ビジネスというのは誰かからお金をいただいて成り立っているため、「誰の何を解決していけるかどうか」ということがお金をいただけるかどうかの指標になります。誰かが困っていることを解決するとその対価としてお金が支払われるため、ビジネスが成り立ちます。これが深ければ深いほど価値があるアイデアだと言うことができます。(引用:p32,IGPIマネージングディレクター・塩野誠先生)
「深ければ深いほど価値があるアイデア」という点がとても大切だと想います。ぼくも弁理士の仕事をしていると、“法律屋”だからわかりにくい説明でも仕方がない、と思う瞬間が正直あります。そんなときはお客さんの顔を想像しながら説明の仕方を考えるようにしています。小さいかもしれませんが、それだけでもお客さんにとっての価値になると考えているからです。
2.業界の非常識を考える
誰の何を解決するか?職人さんにとっては今までしたことのない頭の使い方かもしれません。しかし自分が考えたことはだいたい他の人が既に考えていると思った方がよさそうです。

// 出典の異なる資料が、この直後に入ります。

//! Append-only ledger record variants
//!
//! Records are immutable audit entries emitted once per completed
//! financial operation. They are never mutated or deleted and serve as the
//! system of record for reconciliation and dispute resolution.
//!
//! The orchestrator guarantees a record is written if and only if the
//! corresponding balance mutation committed.

use crate::ids::{CurrencyId, RecordId, WalletAddress};
use rust_decimal::Decimal;
use serde::{Deserialize, Serialize};

/// Funds entered a wallet. Deposits carry no fee.
#[derive(Debug, Clone, PartialEq, Eq, Serialize, Deserialize)]
pub struct DepositRecord {
    pub record_id: RecordId,
    pub wallet: WalletAddress,
    pub currency: CurrencyId,
    pub amount: Decimal,
    /// Always zero for deposits; kept so every variant reconciles the same way
    pub fee: Decimal,
    pub new_balance: Decimal,
    /// Unix milliseconds
    pub recorded_at: i64,
}

/// Funds left a wallet. The debited total is `amount + fee`.
#[derive(Debug, Clone, PartialEq, Eq, Serialize, Deserialize)]
pub struct WithdrawalRecord {
    pub record_id: RecordId,
    pub wallet: WalletAddress,
    pub currency: CurrencyId,
    pub amount: Decimal,
    pub fee: Decimal,
    pub new_balance: Decimal,
    pub recorded_at: i64,
}

/// A wallet converted between two of its own currency balances.
///
/// `rate_used` is recorded because the spot rate varies between calls; the
/// record must be reproducible without re-querying the rate source.
#[derive(Debug, Clone, PartialEq, Eq, Serialize, Deserialize)]
pub struct ConversionRecord {
    pub record_id: RecordId,
    pub wallet: WalletAddress,
    pub source_currency: CurrencyId,
    pub dest_currency: CurrencyId,
    pub source_amount: Decimal,
    /// Amount credited to the destination, net of fee
    pub dest_amount: Decimal,
    pub fee: Decimal,
    pub rate_used: Decimal,
    pub recorded_at: i64,
}

/// Funds moved between two wallets in one currency.
///
/// The source is debited `amount + fee`; the destination is credited
/// `amount`. The fee is retained by the system, not credited anywhere.
#[derive(Debug, Clone, PartialEq, Eq, Serialize, Deserialize)]
pub struct TransferRecord {
    pub record_id: RecordId,
    pub from_wallet: WalletAddress,
    pub to_wallet: WalletAddress,
    pub currency: CurrencyId,
    pub amount: Decimal,
    pub fee: Decimal,
    pub recorded_at: i64,
}

/// Enum wrapper for all ledger record variants, enabling uniform handling.
#[derive(Debug, Clone, PartialEq, Eq, Serialize, Deserialize)]
pub enum LedgerRecord {
    Deposit(DepositRecord),
    Withdrawal(WithdrawalRecord),
    Conversion(ConversionRecord),
    Transfer(TransferRecord),
}

impl LedgerRecord {
    /// Record id, uniform across variants.
    pub fn record_id(&self) -> RecordId {
        match self {
            LedgerRecord::Deposit(r) => r.record_id,
            LedgerRecord::Withdrawal(r) => r.record_id,
            LedgerRecord::Conversion(r) => r.record_id,
            LedgerRecord::Transfer(r) => r.record_id,
        }
    }

    /// Fee charged by the operation.
    pub fn fee(&self) -> Decimal {
        match self {
            LedgerRecord::Deposit(r) => r.fee,
            LedgerRecord::Withdrawal(r) => r.fee,
            LedgerRecord::Conversion(r) => r.fee,
            LedgerRecord::Transfer(r) => r.fee,
        }
    }

    /// True if the record mentions the given wallet (as source or destination).
    pub fn touches(&self, wallet: &WalletAddress) -> bool {
        match self {
            LedgerRecord::Deposit(r) => &r.wallet == wallet,
            LedgerRecord::Withdrawal(r) => &r.wallet == wallet,
            LedgerRecord::Conversion(r) => &r.wallet == wallet,
            LedgerRecord::Transfer(r) => &r.from_wallet == wallet || &r.to_wallet == wallet,
        }
    }
}

#[cfg(test)]
mod tests {
    use super::*;

    #[test]
    fn test_deposit_record_serialization() {
        let record = DepositRecord {
            record_id: RecordId::new(),
            wallet: WalletAddress::new("9f2c41d8"),
            currency: CurrencyId::new(1),
            amount: Decimal::new(150_000_000, 8), // 1.5
            fee: Decimal::ZERO,
            new_balance: Decimal::new(150_000_000, 8),
            recorded_at: 1_708_123_456_789,
        };
        let json = serde_json::to_string(&record).unwrap();
        let back: DepositRecord = serde_json::from_str(&json).unwrap();
        assert_eq!(record, back);
    }

    #[test]
    fn test_conversion_record_serialization() {
        let record = ConversionRecord {
            record_id: RecordId::new(),
            wallet: WalletAddress::new("9f2c41d8"),
            source_currency: CurrencyId::new(1),
            dest_currency: CurrencyId::new(2),
            source_amount: Decimal::from(10),
            dest_amount: Decimal::from_str_exact("19.6").unwrap(),
            fee: Decimal::from_str_exact("0.4").unwrap(),
            rate_used: Decimal::from_str_exact("2.0").unwrap(),
            recorded_at: 1_708_123_456_789,
        };
        let json = serde_json::to_string(&record).unwrap();
        let back: ConversionRecord = serde_json::from_str(&json).unwrap();
        assert_eq!(record, back);
    }

    #[test]
    fn test_touches_transfer_both_sides() {
        let from = WalletAddress::new("aaaa");
        let to = WalletAddress::new("bbbb");
        let record = LedgerRecord::Transfer(TransferRecord {
            record_id: RecordId::new(),
            from_wallet: from.clone(),
            to_wallet: to.clone(),
            currency: CurrencyId::new(3),
            amount: Decimal::from(100),
            fee: Decimal::from(2),
            recorded_at: 0,
        });
        assert!(record.touches(&from));
        assert!(record.touches(&to));
        assert!(!record.touches(&WalletAddress::new("cccc")));
        assert_eq!(record.fee(), Decimal::from(2));
    }
}
//! Append-only audit recorder
//!
//! One record per completed financial operation. Records are never mutated
//! or deleted; the orchestrator writes a record if and only if the balance
//! mutation committed.

use async_trait::async_trait;
use std::sync::RwLock;

use ledger_types::errors::LedgerError;
use ledger_types::ids::{RecordId, WalletAddress};
use ledger_types::record::LedgerRecord;

/// Audit-record sink.
///
/// Append never fails for well-formed input in-memory; a store-backed
/// implementation surfaces `StoreUnavailable`, which fails the enclosing
/// operation.
#[async_trait]
pub trait LedgerRecorder: Send + Sync {
    async fn record(&self, entry: LedgerRecord) -> Result<RecordId, LedgerError>;
}

/// In-memory append-only ledger.
#[derive(Debug, Default)]
pub struct InMemoryLedger {
    entries: RwLock<Vec<LedgerRecord>>,
}

impl InMemoryLedger {
    pub fn new() -> Self {
        Self::default()
    }

    /// All records touching a wallet, in append order.
    pub fn records_for(&self, wallet: &WalletAddress) -> Vec<LedgerRecord> {
        self.entries
            .read()
            .map(|entries| {
                entries
                    .iter()
                    .filter(|r| r.touches(wallet))
                    .cloned()
                    .collect()
            })
            .unwrap_or_default()
    }

    /// Full record stream, in append order.
    pub fn all(&self) -> Vec<LedgerRecord> {
        self.entries
            .read()
            .map(|entries| entries.clone())
            .unwrap_or_default()
    }

    pub fn len(&self) -> usize {
        self.entries.read().map(|entries| entries.len()).unwrap_or(0)
    }

    pub fn is_empty(&self) -> bool {
        self.len() == 0
    }
}

#[async_trait]
impl LedgerRecorder for InMemoryLedger {
    async fn record(&self, entry: LedgerRecord) -> Result<RecordId, LedgerError> {
        let record_id = entry.record_id();
        let mut entries = self
            .entries
            .write()
            .map_err(|_| LedgerError::StoreUnavailable {
                reason: "ledger lock poisoned".to_string(),
            })?;
        entries.push(entry);
        Ok(record_id)
    }
}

「業界の歴史を調べることは重要です。その業界の常識は、どういう経緯を経て常識になったのか、ということは絶対に知っておくべきです。楽天時代の上司でもあった、三木谷浩史さんに新規事業をやるときに教えていただいたことがあります。『お前のアイデアは素晴らしいかもしれないが、だいたい自分が考えていることは、ほかの10万人が考えている。そのアイデアがこれまで世の中になかった理由は、“もう誰かがやって失敗していること”もしくは“できない理由が猛烈にある”のどちらかであって、それがわかるまでは、取り掛かってはいけない』ということです」(p62,㈱ビズリーチ代表・南壮一郎先生)
新しいアイデアといっても過去のアイデアの組み合わせに過ぎないので、業界の常識を知ることは大切です。今までの弁理士の常識は、お客さんの特許や商標を申請して守ってあげることでした。最近ではお客さんが気づいていない守るべきアイデアを積極的に見つけてあげるコンサルティングも常識になりつつあります。そこでぼくは、お客さん自身が守るべきアイデアに気づく考え方をウェブで発信することをはじめました。これは業界の非常識だと考えています。
3.ミッション(使命)を考える
お客さんのことを一生懸命考えるあまり、モノやサービスの質ばかりにこだわってしまうのも職人さんの傾向ではないでしょうか。お客さんのココロを動かすのは、質だけではなくなってきました。
「アイデアに価値はない」ということの真意は、「Why(なぜそれをやるのか)」と「How(どのようにするのか)」を抜きにして、アイデアの話をしてしまうと、たいていの場合、それは思いつきやはやりを模倣したものに過ぎないと思っているからです。(p39,㈱nanapi代表・古谷健介先生)
なぜお客さんの役に立ちたいのか?どのようにお客さんの役に立ちたいのか?モノやサービスがあふれている時代、お客さんのココロが動くのは、“人となり”、つまりその人のミッション(使命)だと考えています。ぼくにも自分なりのミッションがあります。特許や商標の“守り”をふまえた“攻め”の提案をすることで、お客さんが新しい価値をつくれたら嬉しいです。
4.見せ方を考える
ミッションが明確になると、世の中に対して自分の果たすべき役割が腑(ふ)に落ちるため、活動が楽しくなると思います。ところが職人さんはその道のプロだけに、お客さんへの表現の仕方、つまり“見せ方”に対する意識が低いと思います。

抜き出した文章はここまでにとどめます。